Predicting the defects in software is one of the significant issues in software engineering that contributes a considerable measure toward sparing time in software generation and maintenance process. Essentially, discovering the optimal models for Software Defect Prediction (SDP) has these days transformed into one of the primary objectives of software architects. Since details and restrictions of software development are growing and negative outcomes like, failure and errors diminish software quality and consumer loyalty, delivering error- free software is exceptionally hard. In this work, a Multi-Layer Perceptron (MLP) neuralnetwork is proposed to classify the software defects.

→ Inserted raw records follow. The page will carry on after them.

//! Looping decorative animation.
//!
//! Assets are GIF files looked up by base name in the assets directory. A
//! missing or unreadable asset leaves the picture empty.

use std::path::{Path, PathBuf};
use std::time::{Duration, SystemTime};

use glib::{timeout_add_local_once, WeakRef};
use gtk4::gdk_pixbuf::{prelude::*, PixbufAnimation, PixbufAnimationIter};
use gtk4::{gdk, prelude::*, Picture};
use log::debug;

const EXTENSIONS: [&str; 2] = ["gif", "png"];
const MIN_FRAME_DELAY: Duration = Duration::from_millis(20);

/// Finds `<dir>/<name>.<ext>` for the supported extensions.
pub fn resolve(dir: &Path, name: &str) -> Option<PathBuf> {
    if name.is_empty() {
        return None;
    }
    EXTENSIONS
        .iter()
        .map(|ext| dir.join(format!("{name}.{ext}")))
        .find(|path| path.is_file())
}

pub fn load(path: &Path) -> Option<PixbufAnimation> {
    match PixbufAnimation::from_file(path) {
        Ok(animation) => Some(animation),
        Err(err) => {
            debug!("could not decode {:?}: {}", path, err);
            None
        }
    }
}

/// Builds a picture of `size`×`size` playing the named asset in a loop.
pub fn picture(dir: &Path, name: &str, size: i32) -> Picture {
    let picture = Picture::new();
    picture.set_size_request(size, size);
    picture.set_can_shrink(true);
    picture.add_css_class("popup-image");

    match resolve(dir, name).and_then(|path| load(&path)) {
        Some(animation) => play(&picture, &animation),
        None => debug!("no asset named {:?} in {:?}", name, dir),
    }
    picture
}

fn play(picture: &Picture, animation: &PixbufAnimation) {
    if animation.is_static_image() {
        if let Some(pixbuf) = animation.static_image() {
            picture.set_paintable(Some(&gdk::Texture::for_pixbuf(&pixbuf)));
        }
        return;
    }
    let frames = animation.iter(Some(SystemTime::now()));
    picture.set_paintable(Some(&gdk::Texture::for_pixbuf(&frames.pixbuf())));
    schedule_frame(picture.downgrade(), frames);
}

fn schedule_frame(picture: WeakRef<Picture>, frames: PixbufAnimationIter) {
    // None means the current frame is shown forever.
    let Some(delay) = frames.delay_time() else {
        return;
    };
    timeout_add_local_once(delay.max(MIN_FRAME_DELAY), move || {
        let Some(strong) = picture.upgrade() else {
            return;
        };
        if frames.advance(SystemTime::now()) {
            strong.set_paintable(Some(&gdk::Texture::for_pixbuf(&frames.pixbuf())));
        }
        schedule_frame(picture, frames);
    });
}
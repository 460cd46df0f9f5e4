use std::path::Path;

use gtk4::{
    gdk::Display, prelude::*, Align, Application, ApplicationWindow, Button, CssProvider,
    EventControllerMotion, HeaderBar, Label, Orientation, Stack, StackTransitionType,
    STYLE_PROVIDER_PRIORITY_APPLICATION,
};
use gtk4_layer_shell::{Edge, Layer, LayerShell};
use log::{debug, warn};

use crate::{
    animation,
    app::{App, PopupView},
    app_state::{Choice, Message},
    config::{Chrome, Placement, Settings},
};

const WINDOW_WIDTH: i32 = 300;
const WINDOW_HEIGHT: i32 = 130;
const OVERLAY_MARGIN: i32 = 20;
const IMAGE_SIZE: i32 = 60;
const BUTTON_WIDTH: i32 = 45;
const BUTTON_HEIGHT: i32 = 20;
const BUTTON_SPACING: i32 = 12;
const QUESTION_FADE_MS: u32 = 300;

const HOVERED_CLASS: &str = "hovered";
const ATTACHED_CLASS: &str = "attached";

const BASE_STYLESHEET: &str = include_str!("../assets/style.css");

pub struct PopupWindow {
    window: ApplicationWindow,
    content: gtk4::Box,
    questions: Stack,
    yes: Button,
    no: Button,
    chrome_provider: CssProvider,
}

impl PopupWindow {
    /// Builds the widget tree. Chrome is left alone until the content is realized.
    pub fn build(app: &Application, settings: &Settings) -> Self {
        load_stylesheets(settings.stylesheet.as_deref());

        let window = Self::create_window(app, settings.placement);
        window.set_titlebar(Some(&Self::title_bar()));

        let content = gtk4::Box::new(Orientation::Vertical, 8);
        content.add_css_class("popup-content");

        let questions = Self::question_stack(&settings.questions);
        content.append(&Self::message_row(settings, &questions));

        let yes = answer_button(Choice::Yes);
        let no = answer_button(Choice::No);
        let answers = gtk4::Box::new(Orientation::Horizontal, BUTTON_SPACING);
        answers.set_halign(Align::Center);
        answers.set_hexpand(true);
        answers.append(&yes);
        answers.append(&no);
        content.append(&answers);

        window.set_child(Some(&content));

        Self {
            window,
            content,
            questions,
            yes,
            no,
            chrome_provider: CssProvider::new(),
        }
    }

    fn create_window(app: &Application, placement: Placement) -> ApplicationWindow {
        let window = ApplicationWindow::builder()
            .application(app)
            .title("areyouhappy")
            .default_width(WINDOW_WIDTH)
            .default_height(WINDOW_HEIGHT)
            .resizable(false)
            .build();
        window.add_css_class("popup-window");

        if placement == Placement::Overlay {
            window.init_layer_shell();
            window.set_layer(Layer::Overlay);
            let anchors = [
                (Edge::Left, false),
                (Edge::Right, true),
                (Edge::Top, true),
                (Edge::Bottom, false),
            ];
            for (anchor, state) in anchors {
                window.set_anchor(anchor, state);
            }
            window.set_margin(Edge::Right, OVERLAY_MARGIN);
            window.set_margin(Edge::Top, OVERLAY_MARGIN);
        }
        window
    }

    /// Title-less header showing only the close button.
    fn title_bar() -> HeaderBar {
        let header = HeaderBar::new();
        header.set_show_title_buttons(true);
        header.set_decoration_layout(Some(":close"));
        header.set_title_widget(Some(&Label::new(None)));
        header.add_css_class("popup-titlebar");
        header
    }

    fn message_row(settings: &Settings, questions: &Stack) -> gtk4::Box {
        let row = gtk4::Box::new(Orientation::Horizontal, 8);
        row.append(&animation::picture(&settings.assets_dir(), &settings.image, IMAGE_SIZE));

        let text = gtk4::Box::new(Orientation::Vertical, 4);
        text.set_valign(Align::Center);
        let greeting = Label::new(Some(settings.greeting.as_str()));
        greeting.add_css_class("greeting");
        greeting.set_xalign(0.0);
        text.append(&greeting);
        text.append(questions);
        row.append(&text);
        row
    }

    fn question_stack(questions: &[String]) -> Stack {
        let stack = Stack::new();
        stack.set_transition_type(StackTransitionType::Crossfade);
        stack.set_transition_duration(QUESTION_FADE_MS);
        stack.set_hhomogeneous(false);
        for (index, question) in questions.iter().enumerate() {
            let label = Label::new(Some(question.as_str()));
            label.add_css_class("question");
            label.set_xalign(0.0);
            label.set_ellipsize(pango::EllipsizeMode::End);
            stack.add_named(&label, Some(question_name(index).as_str()));
        }
        stack
    }

    /// Routes pointer, click and realize signals into `app`.
    pub fn connect(&self, app: &App) {
        for choice in Choice::ALL {
            let button = self.button(choice);
            let motion = EventControllerMotion::new();
            let on_enter = app.clone();
            motion.connect_enter(move |_, _, _| {
                on_enter.handle_message(Message::Hover {
                    choice,
                    hovering: true,
                });
            });
            let on_leave = app.clone();
            motion.connect_leave(move |_| {
                on_leave.handle_message(Message::Hover {
                    choice,
                    hovering: false,
                });
            });
            button.add_controller(motion);

            let on_click = app.clone();
            button.connect_clicked(move |_| {
                on_click.handle_message(Message::Answered(choice));
            });
        }

        let on_attach = app.clone();
        self.content.connect_realize(move |_| {
            on_attach.handle_message(Message::WindowAttached);
        });
    }

    pub fn present(&self) {
        self.window.present();
    }

    fn button(&self, choice: Choice) -> &Button {
        match choice {
            Choice::Yes => &self.yes,
            Choice::No => &self.no,
        }
    }
}

impl PopupView for PopupWindow {
    fn customize_chrome(&self, chrome: &Chrome) {
        let Some(window) = self.content.root().and_downcast::<gtk4::Window>() else {
            debug!("content has no window, chrome left as is");
            return;
        };
        window.set_opacity(chrome.opacity);
        self.chrome_provider.load_from_data(&chrome.to_css());
        gtk4::style_context_add_provider_for_display(
            &WidgetExt::display(&window),
            &self.chrome_provider,
            STYLE_PROVIDER_PRIORITY_APPLICATION + 1,
        );
        window.add_css_class(ATTACHED_CLASS);
    }

    fn set_button_hovered(&self, choice: Choice, hovered: bool) {
        let button = self.button(choice);
        if hovered {
            button.add_css_class(HOVERED_CLASS);
        } else {
            button.remove_css_class(HOVERED_CLASS);
        }
    }

    fn show_question(&self, index: usize) {
        self.questions.set_visible_child_name(&question_name(index));
    }
}

fn answer_button(choice: Choice) -> Button {
    let button = Button::with_label(choice.label());
    button.add_css_class("answer");
    button.set_size_request(BUTTON_WIDTH, BUTTON_HEIGHT);
    button.set_valign(Align::Center);
    button
}

fn question_name(index: usize) -> String {
    format!("question-{index}")
}

fn load_stylesheets(user: Option<&Path>) {
    let Some(display) = Display::default() else {
        warn!("no display, skipping stylesheets");
        return;
    };
    let base = CssProvider::new();
    base.load_from_data(BASE_STYLESHEET);
    gtk4::style_context_add_provider_for_display(
        &display,
        &base,
        STYLE_PROVIDER_PRIORITY_APPLICATION,
    );

    if let Some(path) = user {
        debug!("loading stylesheet {:?}", path);
        let provider = CssProvider::new();
        provider.load_from_path(path);
        gtk4::style_context_add_provider_for_display(
            &display,
            &provider,
            STYLE_PROVIDER_PRIORITY_APPLICATION + 2,
        );
    }
}
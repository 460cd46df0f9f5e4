use std::path::PathBuf;
use std::rc::Rc;

use anyhow::Context;
use clap::Parser;
use gtk4::{prelude::*, Application};
use log::debug;

use app::{App, GlibScheduler, GtkLifecycle};
use app_state::AppState;
use config::{Chrome, Overrides, Settings};
use popup_window::PopupWindow;

mod animation;
mod app;
mod app_state;
mod config;
mod popup_window;

const APP_ID: &str = "com.example.areyouhappy";

#[derive(Parser, Debug)]
#[command(version, about, long_about = None)]
struct Cli {
    /// Settings file, defaults to <config dir>/areyouhappy/config.toml
    #[arg(short, long)]
    config: Option<PathBuf>,
    /// Milliseconds to wait after an answer before quitting
    #[arg(long)]
    exit_delay_ms: Option<u64>,
    /// Base name of the animation to show
    #[arg(long)]
    image: Option<String>,
    /// Directory holding the animations
    #[arg(long)]
    assets: Option<PathBuf>,
    /// Extra stylesheet loaded over the built-in one
    #[arg(long)]
    stylesheet: Option<PathBuf>,
    /// Show as a layer-shell overlay in the top-right corner
    #[arg(long)]
    overlay: bool,
}

impl Cli {
    fn overrides(&self) -> Overrides {
        Overrides {
            exit_delay_ms: self.exit_delay_ms,
            image: self.image.clone(),
            assets_dir: self.assets.clone(),
            stylesheet: self.stylesheet.clone(),
            overlay: self.overlay,
        }
    }
}

fn resolve_settings(cli: &Cli) -> anyhow::Result<Settings> {
    let mut settings = Settings::load(cli.config.as_deref()).context("could not load settings")?;
    settings.apply_env();
    settings.apply(cli.overrides());
    settings.validate().context("invalid settings")?;
    Ok(settings)
}

fn activate(gtk_app: &Application, settings: &Settings, chrome: &Chrome) {
    if let Some(window) = gtk_app.active_window() {
        debug!("already showing, raising the popup");
        window.present();
        return;
    }

    let popup = Rc::new(PopupWindow::build(gtk_app, settings));
    let state = AppState::new(
        chrome.clone(),
        settings.exit_delay(),
        settings.questions.len(),
        settings.rotate_interval(),
    );
    let app = App::new(
        state,
        popup.clone(),
        Rc::new(GtkLifecycle::new(gtk_app.clone())),
        Rc::new(GlibScheduler),
    );
    popup.connect(&app);
    app.start();
    popup.present();
}

fn main() -> anyhow::Result<()> {
    env_logger::Builder::from_env(env_logger::Env::default().default_filter_or("warn")).init();

    let cli = Cli::parse();
    let settings = resolve_settings(&cli)?;
    let chrome = settings.chrome()?;
    debug!("settings: {:?}", settings);

    let app = Application::builder().application_id(APP_ID).build();
    app.connect_activate(move |gtk_app| activate(gtk_app, &settings, &chrome));

    // GTK only sees the program name; our flags are already parsed.
    let program = std::env::args().next().unwrap_or_else(|| "areyouhappy".to_string());
    let code = app.run_with_args(&[program]);
    if code != glib::ExitCode::SUCCESS {
        anyhow::bail!("GTK main loop exited with {:?}", code);
    }
    Ok(())
}
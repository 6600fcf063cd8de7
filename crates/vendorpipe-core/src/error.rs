//! Error types for vendorpipe

use std::path::PathBuf;
use thiserror::Error;

/// Result type alias using VendorpipeError
pub type Result<T> = std::result::Result<T, VendorpipeError>;

/// Main error type for vendorpipe operations
#[derive(Debug, Error)]
pub enum VendorpipeError {
    /// Path-resolution errors
    #[error(transparent)]
    Path(#[from] PathError),

    /// Task execution errors
    #[error(transparent)]
    Task(#[from] TaskError),

    /// IO errors
    #[error("IO error: {0}")]
    Io(#[from] std::io::Error),

    /// Generic errors
    #[error("{0}")]
    Other(String),
}

/// Path-resolution errors
#[derive(Debug, Error)]
pub enum PathError {
    /// No repository root above the starting directory
    #[error("Repository root not found above {0}")]
    RepoRootNotFound(PathBuf),
}

/// Task execution errors
#[derive(Debug, Error)]
pub enum TaskError {
    /// No working directory could be resolved for a task
    #[error("No working directory resolvable for task '{task}': no override and no ambient directory set")]
    WorkingDirectoryUnresolved { task: String },
}

impl VendorpipeError {
    /// Create a new "other" error with a message
    pub fn other<S: Into<String>>(msg: S) -> Self {
        Self::Other(msg.into())
    }
}
//! Vendorpipe Tasks - Sequential vendoring steps
//!
//! This crate provides the task contract used by the vendoring pipeline:
//! named steps with lifecycle reporting and working-directory resolution,
//! run one at a time by a sequential pipeline driver.

pub mod remove_directory;
pub mod reporter;
pub mod runner;
pub mod task;

pub use remove_directory::{RemoveDirectory, RemoveDirectorySettings};
pub use reporter::{CollectingReporter, TaskEvent, TaskReporter, TracingReporter};
pub use runner::{run_task, Pipeline, TaskRunResult, TaskStatus};
pub use task::{Task, TaskContext};
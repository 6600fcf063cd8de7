//! Repository root discovery and path resolution
//!
//! Vendoring tasks address the filesystem with repo-relative paths; `RepoRoot`
//! anchors those paths to an absolute location on disk.

use std::path::{Path, PathBuf};

use tracing::debug;

use crate::error::{PathError, Result};

/// Environment variable that pins the repository root, bypassing discovery
pub const ROOT_DIR_ENV: &str = "VENDORPIPE_ROOT_DIR";

/// The root directory of the repository being vendored into
#[derive(Debug, Clone, PartialEq, Eq)]
pub struct RepoRoot {
    path: PathBuf,
}

impl RepoRoot {
    /// Wrap a known repository root
    pub fn new(path: impl Into<PathBuf>) -> Self {
        Self { path: path.into() }
    }

    /// Discover the repository root by searching parent directories for a
    /// `.git` entry
    pub fn discover(start_path: &Path) -> Result<Self> {
        let mut current = Some(start_path);

        while let Some(dir) = current {
            if dir.join(".git").exists() {
                debug!(root = %dir.display(), "discovered repository root");
                return Ok(Self::new(dir));
            }
            current = dir.parent();
        }

        Err(PathError::RepoRootNotFound(start_path.to_path_buf()).into())
    }

    /// Locate the repository root: an environment override wins, otherwise
    /// discovery starts from the current directory
    pub fn locate() -> Result<Self> {
        if let Some(dir) = std::env::var_os(ROOT_DIR_ENV) {
            return Ok(Self::new(PathBuf::from(dir)));
        }

        let cwd = std::env::current_dir()?;
        Self::discover(&cwd)
    }

    /// Get the root path
    pub fn path(&self) -> &Path {
        &self.path
    }

    /// Resolve a repo-relative path to an absolute path; absolute inputs pass
    /// through unchanged
    pub fn resolve(&self, path: impl AsRef<Path>) -> PathBuf {
        let path = path.as_ref();
        if path.is_absolute() {
            path.to_path_buf()
        } else {
            self.path.join(path)
        }
    }
}

#[cfg(test)]
mod tests {
    use super::*;
    use crate::error::VendorpipeError;

    #[test]
    fn test_resolve_relative_joins_root() {
        let root = RepoRoot::new("/repo");
        assert_eq!(
            root.resolve("packages/vendor-tmp"),
            PathBuf::from("/repo/packages/vendor-tmp")
        );
    }

    #[test]
    fn test_resolve_absolute_passes_through() {
        let root = RepoRoot::new("/repo");
        assert_eq!(root.resolve("/elsewhere/dir"), PathBuf::from("/elsewhere/dir"));
    }

    #[test]
    fn test_discover_finds_git_dir() {
        let tmp = tempfile::tempdir().unwrap();
        std::fs::create_dir(tmp.path().join(".git")).unwrap();
        let nested = tmp.path().join("packages/some-pkg");
        std::fs::create_dir_all(&nested).unwrap();

        let root = RepoRoot::discover(&nested).unwrap();
        assert_eq!(root.path(), tmp.path());
    }

    // Both branches of locate() in one test: the env var and the current
    // directory are process-global, so the cases must not run in parallel.
    #[test]
    fn test_locate_env_override_then_discovery() {
        let override_dir = tempfile::tempdir().unwrap();
        std::env::set_var(ROOT_DIR_ENV, override_dir.path());

        let root = RepoRoot::locate().unwrap();
        assert_eq!(root.path(), override_dir.path());

        std::env::remove_var(ROOT_DIR_ENV);
        let repo = tempfile::tempdir().unwrap();
        std::fs::create_dir(repo.path().join(".git")).unwrap();
        std::env::set_current_dir(repo.path()).unwrap();

        let root = RepoRoot::locate().unwrap();
        assert_eq!(
            root.path().canonicalize().unwrap(),
            repo.path().canonicalize().unwrap()
        );
    }

    #[test]
    fn test_discover_fails_without_git_dir() {
        let tmp = tempfile::tempdir().unwrap();
        let result = RepoRoot::discover(tmp.path());
        assert!(matches!(
            result,
            Err(VendorpipeError::Path(PathError::RepoRootNotFound(_)))
        ));
    }
}
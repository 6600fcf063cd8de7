//! Task that removes its working directory

use std::io;
use std::path::{Path, PathBuf};

use async_trait::async_trait;
use serde::{Deserialize, Serialize};

use vendorpipe_core::error::Result;

use crate::task::{Task, TaskContext};

/// Settings for [`RemoveDirectory`]
#[derive(Debug, Clone, Default, Serialize, Deserialize)]
pub struct RemoveDirectorySettings {
    /// Directory to remove instead of the pipeline's ambient working
    /// directory; absolute or repo-relative
    #[serde(default)]
    pub target: Option<PathBuf>,

    /// Display name for log lines; defaults to "remove"
    #[serde(default)]
    pub name: Option<String>,
}

/// A task which removes the resolved working directory and everything under
/// it
///
/// With a `target` set, that path is removed regardless of the ambient
/// working directory. Removing a path that does not exist is a success, so
/// the task can clean directories that were never created.
pub struct RemoveDirectory {
    name: String,
    target: Option<PathBuf>,
}

impl RemoveDirectory {
    /// Create the task from settings
    pub fn new(settings: RemoveDirectorySettings) -> Self {
        Self {
            name: settings.name.unwrap_or_else(|| "remove".to_string()),
            target: settings.target,
        }
    }
}

#[async_trait]
impl Task for RemoveDirectory {
    fn name(&self) -> &str {
        &self.name
    }

    fn working_directory_override(&self) -> Option<&Path> {
        self.target.as_deref()
    }

    async fn execute(&self, ctx: &TaskContext) -> Result<()> {
        let work_directory = ctx.working_directory_for(self)?;

        ctx.sub_step(self, format!("remove {}", work_directory.display()));
        remove_recursively(&work_directory).await
    }
}

/// Delete a path and all descendants; missing paths are not an error
async fn remove_recursively(path: &Path) -> Result<()> {
    let metadata = match tokio::fs::symlink_metadata(path).await {
        Ok(metadata) => metadata,
        Err(e) if e.kind() == io::ErrorKind::NotFound => return Ok(()),
        Err(e) => return Err(e.into()),
    };

    if metadata.is_dir() {
        tokio::fs::remove_dir_all(path).await?;
    } else {
        // Regular file or symlink left behind by a previous run
        tokio::fs::remove_file(path).await?;
    }

    Ok(())
}
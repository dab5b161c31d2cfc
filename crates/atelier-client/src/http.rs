//! HTTP extraction backend over reqwest.

use async_trait::async_trait;
use atelier_core::models::JobStatusResponse;
use atelier_core::{defaults, Error, Result};
use serde::Deserialize;

use crate::backend::{
    ExtractionBackend, ExtractionRequest, ExtractionResponse, QueueSubmitRequest,
};

/// HTTP client for the extraction service.
pub struct HttpExtractionBackend {
    base_url: String,
    api_key: Option<String>,
    client: reqwest::Client,
    timeout_secs: u64,
}

impl HttpExtractionBackend {
    pub fn new(base_url: String) -> Self {
        Self {
            base_url,
            api_key: None,
            client: reqwest::Client::new(),
            timeout_secs: defaults::EXTRACT_TIMEOUT_SECS,
        }
    }

    pub fn with_api_key(mut self, api_key: impl Into<String>) -> Self {
        self.api_key = Some(api_key.into());
        self
    }

    pub fn with_timeout_secs(mut self, timeout_secs: u64) -> Self {
        self.timeout_secs = timeout_secs;
        self
    }

    /// Create from environment variables, falling back to defaults.
    pub fn from_env() -> Self {
        let base_url = std::env::var(defaults::ENV_EXTRACT_BASE_URL)
            .unwrap_or_else(|_| defaults::EXTRACT_BASE_URL.to_string());
        let mut backend = Self::new(base_url);
        if let Ok(key) = std::env::var(defaults::ENV_EXTRACT_API_KEY) {
            if !key.is_empty() {
                backend.api_key = Some(key);
            }
        }
        if let Some(secs) = std::env::var(defaults::ENV_EXTRACT_TIMEOUT_SECS)
            .ok()
            .and_then(|v| v.parse().ok())
        {
            backend.timeout_secs = secs;
        }
        backend
    }

    fn request(&self, method: reqwest::Method, path: &str) -> reqwest::RequestBuilder {
        let url = format!("{}{}", self.base_url, path);
        let mut builder = self
            .client
            .request(method, &url)
            .timeout(std::time::Duration::from_secs(self.timeout_secs));
        if let Some(key) = &self.api_key {
            builder = builder.bearer_auth(key);
        }
        builder
    }

    async fn check_status(response: reqwest::Response) -> Result<reqwest::Response> {
        if response.status().is_success() {
            return Ok(response);
        }
        let status = response.status();
        let body = response.text().await.unwrap_or_default();
        Err(Error::Extraction(format!(
            "Extraction API returned {}: {}",
            status, body
        )))
    }
}

/// Submit endpoint response. Only the job id matters to callers.
#[derive(Deserialize)]
struct SubmitResponse {
    job_id: String,
}

#[async_trait]
impl ExtractionBackend for HttpExtractionBackend {
    async fn extract(&self, request: ExtractionRequest) -> Result<ExtractionResponse> {
        let started = std::time::Instant::now();
        let response = self
            .request(reqwest::Method::POST, "/extract")
            .json(&request)
            .send()
            .await
            .map_err(|e| {
                if e.is_timeout() {
                    Error::Timeout(self.timeout_secs * 1000)
                } else {
                    Error::Request(format!("Extraction request failed: {}", e))
                }
            })?;
        let response = Self::check_status(response).await?;

        let result: ExtractionResponse = response.json().await.map_err(|e| {
            Error::Serialization(format!("Failed to parse extraction response: {}", e))
        })?;
        tracing::debug!(
            tokens_used = result.tokens_used,
            duration_ms = started.elapsed().as_millis() as u64,
            "extraction call complete"
        );
        Ok(result)
    }

    async fn submit_job(&self, request: QueueSubmitRequest) -> Result<String> {
        let response = self
            .request(reqwest::Method::POST, "/queue/submit")
            .json(&request)
            .send()
            .await
            .map_err(|e| Error::Request(format!("Queue submit failed: {}", e)))?;
        let response = Self::check_status(response).await?;

        let result: SubmitResponse = response.json().await.map_err(|e| {
            Error::Serialization(format!("Failed to parse submit response: {}", e))
        })?;
        tracing::debug!(job_id = %result.job_id, "job submitted");
        Ok(result.job_id)
    }

    async fn job_status(&self, job_id: &str) -> Result<JobStatusResponse> {
        let response = self
            .request(reqwest::Method::GET, &format!("/queue/status/{}", job_id))
            .send()
            .await
            .map_err(|e| Error::Request(format!("Status poll failed: {}", e)))?;
        let response = Self::check_status(response).await?;

        response.json().await.map_err(|e| {
            Error::Serialization(format!("Failed to parse status response: {}", e))
        })
    }

    async fn health_check(&self) -> Result<bool> {
        match self
            .client
            .get(format!("{}/health", self.base_url))
            .timeout(std::time::Duration::from_secs(5))
            .send()
            .await
        {
            Ok(resp) => Ok(resp.status().is_success()),
            Err(_) => Ok(false),
        }
    }
}
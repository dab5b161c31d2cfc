//! # atelier-core
//!
//! Core types, traits, and defaults for the atelier library.
//!
//! This crate provides the foundational data structures (attribute schema,
//! extraction records, image rows, queue job statuses), the shared error
//! type, centralized default constants, the structured-logging field schema,
//! and the pluggable local-cache trait that the other atelier crates depend
//! on.

pub mod defaults;
pub mod error;
pub mod logging;
pub mod models;
pub mod store;

// Re-export commonly used types at crate root
pub use error::{Error, Result};
pub use models::*;
pub use store::{DataService, MemoryStore};
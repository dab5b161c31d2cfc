//! Text normalization primitives shared by every matching stage.

/// Words that carry no matching signal and are dropped during tokenization.
const STOP_WORDS: &[&str] = &[
    "the", "a", "an", "and", "or", "of", "in", "on", "at", "for", "with",
    "is", "are", "was", "has", "have", "its", "this", "that", "style",
    "type", "kind",
];

/// Tokens that signal absence. A value containing any of these must never
/// resolve to a vocabulary code via token matching.
pub const NEGATION_TOKENS: &[&str] = &["no", "without", "not", "none"];

/// Collapse a value to a comparison key: lowercase, punctuation stripped,
/// all whitespace removed. "Round-Neck" and "round neck" compare equal.
pub fn normalize_key(s: &str) -> String {
    s.chars()
        .filter(|c| c.is_alphanumeric())
        .flat_map(|c| c.to_lowercase())
        .collect()
}

/// Split a value into lowercase words on any non-alphanumeric boundary.
pub fn words(s: &str) -> Vec<String> {
    s.split(|c: char| !c.is_alphanumeric())
        .filter(|w| !w.is_empty())
        .map(|w| w.to_lowercase())
        .collect()
}

/// Significant tokens: words minus stop words and 1-2 letter fragments.
pub fn significant_tokens(s: &str) -> Vec<String> {
    words(s)
        .into_iter()
        .filter(|w| w.len() > 2 && !STOP_WORDS.contains(&w.as_str()))
        .collect()
}

/// Whether any token of the value is a negation word.
pub fn contains_negation(s: &str) -> bool {
    words(s).iter().any(|w| NEGATION_TOKENS.contains(&w.as_str()))
}

/// Crude plural folding, enough for vocabulary terms ("stripes" ==
/// "stripe", "dresses" == "dress"). Not a stemmer.
pub fn singularize(token: &str) -> String {
    if token.len() > 4 && token.ends_with("sses") {
        return token[..token.len() - 2].to_string();
    }
    if token.len() > 3 && token.ends_with("ies") {
        return format!("{}y", &token[..token.len() - 3]);
    }
    if token.len() > 3 && token.ends_with("es") && !token.ends_with("ses") {
        return token[..token.len() - 1].to_string();
    }
    if token.len() > 2 && token.ends_with('s') && !token.ends_with("ss") {
        return token[..token.len() - 1].to_string();
    }
    token.to_string()
}

/// First letter of each word, lowercased. "Round Neck" -> "rn".
pub fn initials(s: &str) -> String {
    words(s)
        .iter()
        .filter_map(|w| w.chars().next())
        .collect()
}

To enhance the performance of the proposed MLP, the parameters of the neuralnetwork is optimized utilizing Genetic Algorithm (GA).
Neural networks exist in a variety of different architectures and have been implemented in numerous financial applications. However, the architecture that is most widely used for the analysis of stock markets is known as the Multi-Layer Perceptron (MLP) neuralnetwork. A generic neuralnetwork is built with at least three layers comprising of an input, hidden and output layer. The structure of the input layer is determined by the number of explanatory variables depicted as nodes in the architecture. The hidden layer represents the capacity of complexity in which the model can support or ‘fit’. Moreover, both the input and hidden layers contain what is known as a bias node. The value attributed to this node is a fixed value and is equal to one. Its purpose is similar to the functionality of which the intercept serves in more traditional regression models. The final and third layer of a standard neuralnetwork, the output layer, is governed by a structure of nodes corresponding to a number of response variables. Furthermore, each of these layers is linked via a node to node interconnecting system enabling a functional network of ‘neurons’.